- WHAT YOU WILL DO -
Lines containing the word "CatalogError" are to be copied from the data below.

PROVIDED INFORMATION section start

//! CLI output formatting.

use std::io::{self, Write};
use std::path::Path;
use std::time::Duration;

use num_bigint::BigInt;
use serde_json::{json, Value};

use bigmul_orchestration::BenchmarkReport;

/// Format a `BigInt` for display, potentially truncating.
#[must_use]
pub fn format_result(value: &BigInt, verbose: bool) -> String {
    let s = value.to_string();
    let digits = s.trim_start_matches('-').len();
    if !verbose && s.len() > 100 {
        format!("{}...{} ({digits} digits)", &s[..50], &s[s.len() - 50..])
    } else {
        s
    }
}

/// Format a duration for display.
#[must_use]
#[allow(
    clippy::cast_possible_truncation,
    clippy::cast_sign_loss,
    clippy::cast_precision_loss
)]
pub fn format_duration(d: Duration) -> String {
    let secs = d.as_secs_f64();
    if secs < 0.001 {
        format!("{:.2}µs", secs * 1_000_000.0)
    } else if secs < 1.0 {
        format!("{:.2}ms", secs * 1000.0)
    } else if secs < 60.0 {
        format!("{secs:.3}s")
    } else {
        let mins = (secs / 60.0).floor() as u64;
        let remaining = secs - (mins as f64 * 60.0);
        format!("{mins}m{remaining:.1}s")
    }
}

/// Format fractional milliseconds as a duration.
#[must_use]
pub fn format_ms(ms: f64) -> String {
    format_duration(Duration::from_secs_f64(ms.max(0.0) / 1000.0))
}

/// Render benchmark reports as a pretty-printed JSON array.
///
/// Failed algorithms appear as `{"algorithm", "error"}` objects.
pub fn benchmarks_to_json(reports: &[BenchmarkReport]) -> serde_json::Result<String> {
    let entries = reports
        .iter()
        .map(|report| match &report.outcome {
            Ok(result) => serde_json::to_value(result),
            Err(e) => Ok(json!({
                "algorithm": report.algorithm,
                "error": e.to_string(),
            })),
        })
        .collect::<serde_json::Result<Vec<Value>>>()?;
    serde_json::to_string_pretty(&entries)
}

/// Write text to a file.
///
/// # Errors
///
/// Returns an I/O error if the file cannot be created or written.
pub fn write_to_file(path: &Path, contents: &str) -> io::Result<()> {
    let mut file = std::fs::File::create(path)?;
    writeln!(file, "{contents}")?;
    Ok(())
}
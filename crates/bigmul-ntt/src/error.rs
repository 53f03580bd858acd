//! Transform errors.

use num_bigint::BigUint;

/// Error raised inside the transform path.
#[derive(Debug, Clone, PartialEq, Eq, thiserror::Error)]
pub enum NttError {
    /// The extended Euclidean algorithm found `gcd(value, modulus) != 1`.
    #[error("modular inverse of {value} does not exist modulo {modulus}")]
    ModularInverseUndefined {
        /// The value that could not be inverted.
        value: BigUint,
        /// The modulus of the ring.
        modulus: BigUint,
    },
}
#![no_main]

use libfuzzer_sys::fuzz_target;
use num_bigint::{BigInt, Sign};

use bigmul_core::{Karatsuba, Multiplier, SchonhageStrassen, ToomCook3};

fuzz_target!(|data: &[u8]| {
    if data.len() < 2 {
        return;
    }
    // First byte picks signs and the split point, capped at 2 KiB per operand
    let flags = data[0];
    let rest = &data[1..data.len().min(4097)];
    let (a, b) = rest.split_at(rest.len() / 2);

    let sign = |negative: bool| if negative { Sign::Minus } else { Sign::Plus };
    let x = BigInt::from_bytes_le(sign(flags & 1 == 1), a);
    let y = BigInt::from_bytes_le(sign(flags & 2 == 2), b);
    let expected = &x * &y;

    let karatsuba = Karatsuba::new().multiply(&x, &y).unwrap();
    let toom = ToomCook3::new().multiply(&x, &y).unwrap();
    let ssa = SchonhageStrassen::new().multiply(&x, &y).unwrap();

    assert_eq!(karatsuba, expected, "Karatsuba mismatch");
    assert_eq!(toom, expected, "Toom-Cook-3 mismatch");
    assert_eq!(ssa, expected, "Schönhage-Strassen mismatch");
});
//! UI helpers for CLI display.

use console::style;

/// Check if color output is disabled via `NO_COLOR` env var.
#[must_use]
pub fn is_color_disabled() -> bool {
    std::env::var("NO_COLOR").is_ok()
}

/// Print a styled header.
pub fn print_header(text: &str) {
    if is_color_disabled() {
        println!("=== {text} ===");
    } else {
        println!("{}", style(format!("=== {text} ===")).bold().cyan());
    }
}

/// Print a success message.
pub fn print_success(text: &str) {
    if is_color_disabled() {
        println!("[OK] {text}");
    } else {
        println!("{} {text}", style("[OK]").green().bold());
    }
}

/// Print a warning message.
pub fn print_warning(text: &str) {
    if is_color_disabled() {
        println!("[WARN] {text}");
    } else {
        println!("{} {text}", style("[WARN]").yellow().bold());
    }
}

/// Print an error message.
pub fn print_error(text: &str) {
    if is_color_disabled() {
        eprintln!("[ERROR] {text}");
    } else {
        eprintln!("{} {text}", style("[ERROR]").red().bold());
    }
}

#[cfg(test)]
mod tests {
    use super::*;

    #[test]
    fn print_functions_do_not_panic() {
        print_header("Benchmark");
        print_success("products agree");
        print_warning("decode did not recover the payload");
        print_error("unknown algorithm");
    }

    #[test]
    fn print_functions_with_unicode() {
        print_header("Schönhage-Strassen");
        print_success("O(n^log₂3) ≈ O(n^1.585)");
        print_error("");
    }
}
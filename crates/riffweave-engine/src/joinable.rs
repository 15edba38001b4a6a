//! Static join analysis over a catalog set.
//!
//! Answers whether every slot of an archetype has at least one cell that
//! can ever join, by walking the plan over sets of opening pitch classes
//! instead of concrete phrases. Sampling order is irrelevant here, and
//! reuse is only enforced between the two cells of a pair, so a plan that
//! passes can still fail an individual attempt.

use std::collections::BTreeSet;

use riffweave_catalog::{Catalog, CatalogSet, Cell, CellRole};

use crate::archetype::{Archetype, ChainBase, PairPlan, Plan, ScheduledBase, Side, Slot};
use crate::assemble::is_banned;

/// Pitch classes a partial phrase may open with.
type Openings = BTreeSet<u8>;

/// The first role, in assembly order, whose slot has no joinable cell.
///
/// Returns `None` when every slot can be filled. Missing roles are
/// reported the same way as roles with nothing compatible.
///
/// # Examples
/// ```
/// use riffweave_catalog::{CatalogSet, CellRole};
/// use riffweave_engine::{joinable::first_unjoinable, Archetype};
///
/// let catalogs = CatalogSet::from_json(
///     r#"{"major": [["C3", "E3", "G3"], ["G3", "D3", "C3"], ["A3", "B3"]]}"#,
/// )?;
/// assert_eq!(first_unjoinable(Archetype::Major, &catalogs), None);
///
/// let catalogs = CatalogSet::from_json(r#"{"major": [["C3", "E3"], ["A3", "B3"]]}"#)?;
/// assert_eq!(first_unjoinable(Archetype::Major, &catalogs), Some(CellRole::Major));
/// # Ok::<(), riffweave_catalog::CatalogError>(())
/// ```
pub fn first_unjoinable(archetype: Archetype, catalogs: &CatalogSet) -> Option<CellRole> {
    plan_openings(&archetype.def().plan, catalogs).err()
}

fn plan_openings(plan: &Plan, catalogs: &CatalogSet) -> Result<(), CellRole> {
    match *plan {
        Plan::Pair(pair) => pair_openings(pair, catalogs).map(drop),
        Plan::Chain { base, extensions } => {
            let bases = match base {
                ChainBase::Anchor(anchor) => vec![anchor_openings(&anchor.slot, catalogs)?],
                ChainBase::Pair(pair) => vec![pair_openings(pair, catalogs)?],
                // the scheduler asks for both forms, so both must work
                ChainBase::Scheduled(sched) => scheduled_openings(sched, catalogs)?,
            };
            for mut openings in bases {
                for slot in extensions {
                    openings = extend_openings(&openings, slot, catalogs)?;
                }
            }
            Ok(())
        }
        Plan::Substitute { delegate } => plan_openings(&delegate.def().plan, catalogs),
    }
}

fn catalog(catalogs: &CatalogSet, role: CellRole) -> Result<&Catalog, CellRole> {
    catalogs.get(role).map_err(|_| role)
}

fn admissible(slot: &Slot, cell: &Cell) -> bool {
    slot.start.allows(cell.first()) && !(slot.exclude_banned && is_banned(cell))
}

fn non_empty(openings: Openings, role: CellRole) -> Result<Openings, CellRole> {
    if openings.is_empty() {
        Err(role)
    } else {
        Ok(openings)
    }
}

fn anchor_openings(slot: &Slot, catalogs: &CatalogSet) -> Result<Openings, CellRole> {
    let openings = catalog(catalogs, slot.role)?
        .cells
        .iter()
        .filter(|cell| admissible(slot, cell))
        .map(|cell| cell.first().pitch_class)
        .collect();
    non_empty(openings, slot.role)
}

/// Openings after joining a cell for `slot` on the left of any phrase
/// opening with one of `openings`.
fn extend_openings(
    openings: &Openings,
    slot: &Slot,
    catalogs: &CatalogSet,
) -> Result<Openings, CellRole> {
    let next = catalog(catalogs, slot.role)?
        .cells
        .iter()
        .filter(|cell| admissible(slot, cell) && openings.contains(&cell.last().pitch_class))
        .map(|cell| cell.first().pitch_class)
        .collect();
    non_empty(next, slot.role)
}

/// Openings of a two-cell pair with an admissible, distinct partner.
fn joined_pair_openings(
    anchor: &Slot,
    partner: &Slot,
    side: Side,
    catalogs: &CatalogSet,
) -> Result<Openings, CellRole> {
    let anchors = catalog(catalogs, anchor.role)?;
    let partners = catalog(catalogs, partner.role)?;

    let mut anchored = false;
    let mut openings = Openings::new();
    for (a, anchor_cell) in anchors.iter() {
        if !admissible(anchor, anchor_cell) {
            continue;
        }
        anchored = true;
        for (p, partner_cell) in partners.iter() {
            if anchor.role == partner.role && a == p {
                continue;
            }
            if !admissible(partner, partner_cell) {
                continue;
            }
            match side {
                Side::Left if partner_cell.last().same_pitch_class(anchor_cell.first()) => {
                    openings.insert(partner_cell.first().pitch_class);
                }
                Side::Right if partner_cell.first().same_pitch_class(anchor_cell.last()) => {
                    openings.insert(anchor_cell.first().pitch_class);
                }
                _ => {}
            }
        }
    }

    if !anchored {
        return Err(anchor.role);
    }
    non_empty(openings, partner.role)
}

fn pair_openings(pair: &PairPlan, catalogs: &CatalogSet) -> Result<Openings, CellRole> {
    joined_pair_openings(&pair.anchor.slot, &pair.partner, pair.side, catalogs)
}

fn scheduled_openings(
    sched: &ScheduledBase,
    catalogs: &CatalogSet,
) -> Result<Vec<Openings>, CellRole> {
    let long = anchor_openings(&Slot::unbanned(sched.long_role), catalogs)?;
    let short = joined_pair_openings(
        &Slot::unbanned(sched.short_role),
        &sched.short_partner,
        Side::Left,
        catalogs,
    )?;
    Ok(vec![long, short])
}
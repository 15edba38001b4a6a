//! Long/short form scheduling for the scheduled archetypes.
//!
//! A [`ModeScheduler`] deals tags from a shuffled queue of six `Long` and
//! three `Short`. The head tag is only consumed after a successful phrase,
//! so a failed attempt sees the same tag again. Each tag also owns a
//! [`Cycler`] over the catalog that supplies its opening cell.

use std::collections::VecDeque;

use rand::seq::SliceRandom;
use rand::Rng;
use riffweave_catalog::CellRole;
use serde::Serialize;
use tracing::debug;

use crate::cycler::Cycler;

/// Which structural variant a scheduled archetype builds.
#[derive(Debug, Clone, Copy, PartialEq, Eq, Hash, Serialize)]
#[serde(rename_all = "snake_case")]
pub enum FormTag {
    /// Opens with one 9-note long cell.
    Long,
    /// Opens with two chained 5-note cells.
    Short,
}

impl FormTag {
    pub fn name(self) -> &'static str {
        match self {
            FormTag::Long => "long",
            FormTag::Short => "short",
        }
    }
}

/// Number of `Long` tags per queue.
pub const LONG_PER_QUEUE: usize = 6;
/// Number of `Short` tags per queue.
pub const SHORT_PER_QUEUE: usize = 3;

/// Biased long/short sampler with per-tag cell sub-queues.
#[derive(Debug, Clone)]
pub struct ModeScheduler {
    queue: VecDeque<FormTag>,
    short_role: CellRole,
    long_role: CellRole,
    short_cells: Cycler,
    long_cells: Cycler,
}

impl ModeScheduler {
    /// A scheduler whose `Short` tag draws from a catalog of `short_len`
    /// cells in `short_role`, and `Long` from `long_len` cells in `long_role`.
    pub fn new(short_role: CellRole, short_len: usize, long_role: CellRole, long_len: usize) -> Self {
        Self {
            queue: VecDeque::new(),
            short_role,
            long_role,
            short_cells: Cycler::new(short_len),
            long_cells: Cycler::new(long_len),
        }
    }

    /// Head of the tag queue, refilling and shuffling when empty.
    pub fn peek<R: Rng + ?Sized>(&mut self, rng: &mut R) -> FormTag {
        if let Some(tag) = self.queue.front() {
            return *tag;
        }

        let mut tags = Vec::with_capacity(LONG_PER_QUEUE + SHORT_PER_QUEUE);
        tags.extend(std::iter::repeat(FormTag::Long).take(LONG_PER_QUEUE));
        tags.extend(std::iter::repeat(FormTag::Short).take(SHORT_PER_QUEUE));
        tags.shuffle(rng);
        debug!(?tags, "mode scheduler refilled");

        let head = tags[0];
        self.queue = tags.into();
        head
    }

    /// Consumes the head tag. Call only after a successful phrase.
    pub fn advance(&mut self) {
        self.queue.pop_front();
    }

    /// Tags left in the current queue.
    pub fn remaining(&self) -> usize {
        self.queue.len()
    }

    /// Catalog role that supplies opening cells for `tag`.
    pub fn role(&self, tag: FormTag) -> CellRole {
        match tag {
            FormTag::Long => self.long_role,
            FormTag::Short => self.short_role,
        }
    }

    /// Next cell index from `tag`'s sub-queue. Sub-queues advance on every
    /// draw, successful or not.
    pub fn draw<R: Rng + ?Sized>(&mut self, tag: FormTag, rng: &mut R) -> Option<usize> {
        match tag {
            FormTag::Long => self.long_cells.next_index(rng),
            FormTag::Short => self.short_cells.next_index(rng),
        }
    }
}

#[cfg(test)]
mod tests {
    use super::*;
    use crate::rng::create_rng;
    use pretty_assertions::assert_eq;

    fn scheduler() -> ModeScheduler {
        ModeScheduler::new(CellRole::Biii, 3, CellRole::LongBiii, 2)
    }

    #[test]
    fn test_nine_advances_split_six_three() {
        let mut rng = create_rng(11);
        let mut sched = scheduler();

        for _ in 0..4 {
            let mut long = 0;
            let mut short = 0;
            for _ in 0..9 {
                match sched.peek(&mut rng) {
                    FormTag::Long => long += 1,
                    FormTag::Short => short += 1,
                }
                sched.advance();
            }
            assert_eq!((long, short), (6, 3));
            assert_eq!(sched.remaining(), 0);
        }
    }

    #[test]
    fn test_peek_without_advance_repeats() {
        let mut rng = create_rng(5);
        let mut sched = scheduler();
        let first = sched.peek(&mut rng);
        for _ in 0..10 {
            assert_eq!(sched.peek(&mut rng), first);
        }
        assert_eq!(sched.remaining(), 9);
    }

    #[test]
    fn test_sub_queues_cover_their_catalogs() {
        let mut rng = create_rng(2);
        let mut sched = scheduler();

        let mut shorts: Vec<usize> = (0..3)
            .map(|_| sched.draw(FormTag::Short, &mut rng).unwrap())
            .collect();
        shorts.sort_unstable();
        assert_eq!(shorts, vec![0, 1, 2]);

        let mut longs: Vec<usize> = (0..2)
            .map(|_| sched.draw(FormTag::Long, &mut rng).unwrap())
            .collect();
        longs.sort_unstable();
        assert_eq!(longs, vec![0, 1]);

        assert_eq!(sched.role(FormTag::Long), CellRole::LongBiii);
        assert_eq!(sched.role(FormTag::Short), CellRole::Biii);
    }
}
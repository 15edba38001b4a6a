//! CLI command implementations

pub mod check;
pub mod generate;
pub mod json_output;
pub mod list;
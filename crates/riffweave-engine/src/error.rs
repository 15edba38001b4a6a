//! Error types for phrase generation.

use riffweave_catalog::{CatalogError, CellRole, ErrorCode};
use riffweave_theory::Key;
use thiserror::Error;

/// Fatal outcome of a generation call.
///
/// Only these reach the caller. Sampling failures inside one attempt are
/// [`AttemptFailure`]s and are absorbed by the retry loop.
#[derive(Debug, Error)]
pub enum GenerateError {
    /// The archetype identifier is not in the table.
    #[error("Unknown archetype: {0:?}")]
    UnknownArchetype(String),

    /// The key name is not one of the 12 keys.
    #[error("Unknown key: {0:?}")]
    UnknownKey(String),

    /// The substitute-key table has no entry for the requested key.
    #[error("No substitute key for {archetype} in key {key}")]
    MissingSubstituteKey { archetype: String, key: Key },

    /// A catalog the archetype needs is absent.
    #[error("Catalog error: {0}")]
    Catalog(#[from] CatalogError),

    /// Every attempt failed.
    #[error("Failed to generate a valid {archetype} phrase in key {key} after {attempts} attempts")]
    AttemptsExhausted {
        archetype: String,
        key: Key,
        attempts: u32,
    },
}

impl ErrorCode for GenerateError {
    fn code(&self) -> &'static str {
        match self {
            GenerateError::UnknownArchetype(_) => "PHRASE_001",
            GenerateError::UnknownKey(_) => "PHRASE_002",
            GenerateError::MissingSubstituteKey { .. } => "PHRASE_003",
            GenerateError::Catalog(err) => err.code(),
            GenerateError::AttemptsExhausted { .. } => "PHRASE_004",
        }
    }

    fn category(&self) -> &'static str {
        "generate"
    }
}

/// Why a single attempt was abandoned.
#[derive(Debug, Clone, PartialEq, Eq, Error)]
pub enum AttemptFailure {
    /// A slot had no compatible, unused candidate.
    #[error("no compatible candidate in {role}")]
    NoCandidate { role: CellRole },

    /// The assembled phrase has a length the archetype does not accept.
    #[error("phrase has {actual} notes, expected one of {expected:?}")]
    LengthMismatch {
        expected: &'static [usize],
        actual: usize,
    },

    /// A note lies outside the register after correction.
    #[error("absolute pitch {pitch} outside register {low}..={high}")]
    OutOfRange { pitch: i32, low: i32, high: i32 },
}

PROVIDED INFORMATION section end

- ANSWER SECTION -
/// # Ok::<(), riffweave_catalog::CatalogError>(())
use riffweave_catalog::{CatalogError, CellRole, ErrorCode};
    Catalog(#[from] CatalogError),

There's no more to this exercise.